It's a minor vulnerability issue caused by human error even if the php file is outside of the www directory. To test it: have the var/www/index.php include var/code/config.php. If the PHP parser fails, only index.php code is shown without the included file. However, if the config.php has a simple typo in the config.php that means it doesn't become php parsed, then the configurations in php code are exposed.
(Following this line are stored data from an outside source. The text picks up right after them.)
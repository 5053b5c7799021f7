//! PKCE (RFC 7636) challenge verification, S256 only.

use base64::{engine::general_purpose::URL_SAFE_NO_PAD, Engine as _};
use sha2::{Digest, Sha256};
use subtle::ConstantTimeEq;

/// The single supported challenge method.
pub const CHALLENGE_METHOD_S256: &str = "S256";

/// base64url(SHA-256) of 32 bytes is always 43 chars unpadded.
const CHALLENGE_LEN: usize = 43;

const VERIFIER_MIN_LEN: usize = 43;
const VERIFIER_MAX_LEN: usize = 128;

/// RFC 7636 2.3: verifier is 43..=128 unreserved characters.
pub fn verifier_format_ok(verifier: &str) -> bool {
    (VERIFIER_MIN_LEN..=VERIFIER_MAX_LEN).contains(&verifier.len())
        && verifier
            .bytes()
            .all(|b| b.is_ascii_alphanumeric() || matches!(b, b'-' | b'.' | b'_' | b'~'))
}

/// Shape check applied when the challenge is first stored.
pub fn challenge_format_ok(challenge: &str) -> bool {
    challenge.len() == CHALLENGE_LEN
        && challenge
            .bytes()
            .all(|b| b.is_ascii_alphanumeric() || matches!(b, b'-' | b'_'))
}

/// Recompute base64url(SHA-256(verifier)) and compare against the stored
/// challenge byte-for-byte in constant time. Any mismatch fails closed.
pub fn verify_code_challenge(verifier: &str, stored_challenge: &str) -> bool {
    if !verifier_format_ok(verifier) {
        return false;
    }

    let digest = Sha256::digest(verifier.as_bytes());
    let computed = URL_SAFE_NO_PAD.encode(digest);

    computed.as_bytes().ct_eq(stored_challenge.as_bytes()).into()
}

/// Derive the S256 challenge for a verifier. Test and tooling helper.
pub fn derive_challenge(verifier: &str) -> String {
    URL_SAFE_NO_PAD.encode(Sha256::digest(verifier.as_bytes()))
}
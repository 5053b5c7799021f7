//! The authorization engine: every operation of the code-with-PKCE flow.
//!
//! Each operation validates before it mutates, keeps single-use
//! semantics in the flow store, and returns the events it produced
//! instead of firing side effects inline. Callers hand those events to
//! the dispatcher once the response is committed.

use serde_json::json;
use std::sync::Arc;
use uuid::Uuid;

use crate::models::{AuthCode, AuthRequest, Project, ProviderKind, SanitizedEndUser, Session};
use crate::providers::FederatedProfile;
use crate::services::credentials::CredentialStore;
use crate::services::error::FlowError;
use crate::services::events::{AuthEvent, EventKind};
use crate::services::flow_store::FlowStore;
use crate::services::identity::IdentityService;
use crate::services::registry::ProjectRegistry;
use crate::services::session_store::SessionStore;
use crate::services::tokens::TokenService;
use crate::services::verification::VerificationService;
use crate::utils::{pkce, sha256_hex, RequestContext};

/// Input of [`FlowService::begin_authorize`].
#[derive(Debug, Clone)]
pub struct AuthorizeParams {
    pub public_key: String,
    pub redirect_uri: String,
    pub provider: String,
    pub code_challenge: String,
    pub code_challenge_method: Option<String>,
    pub state: Option<String>,
}

/// Credentials minted by exchange and refresh.
#[derive(Debug, Clone)]
pub struct TokenBundle {
    pub access_token: String,
    pub refresh_token: String,
    pub expires_in: i64,
    /// Present on code exchange; refresh leaves it empty.
    pub user: Option<SanitizedEndUser>,
}

#[derive(Clone)]
pub struct FlowService {
    registry: Arc<dyn ProjectRegistry>,
    credentials: Arc<dyn CredentialStore>,
    sessions: Arc<dyn SessionStore>,
    flow_store: Arc<dyn FlowStore>,
    tokens: TokenService,
    identity: IdentityService,
    verification: VerificationService,
    origin_default_deny: bool,
}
The CI fix to accidental configuration exposure is to pull arrays from ini files: http://www.php.net/manual/en/function.pa...i-file.php

However, it will incur an overhead hit when reading the ini every time compared to being in opcode cache as a php file. It's suggested to cache the ini file (any other suggestions?).

Notes:

+ Code should be tested before added live. But the issue is likely to arise again as in Tumblr's case; they updated a single PHP file to maintain their connection configurations.
+ PHP returns 200 on a fatal error.
+ Apache can store constant variables too. eg SetEnv DB_USER=kermit SetEnv DB_PASS=Shhh then call it: mysql_connect(getenv('DB_NAME'), getenv('DB_USER'), getenv('DB_PASS'))
#2

[eluser]Joakal[/eluser]
Another suggested fix:

ob_start();
include("config.php");
ob_end_clean();

http://au2.php.net/manual/en/function.ob-start.php

It gets put into PHP overhead though rather than ignoring potential output.
#3

[eluser]WanWizard[/eluser]
The best and only advice in this case: TEST YOUR CODE!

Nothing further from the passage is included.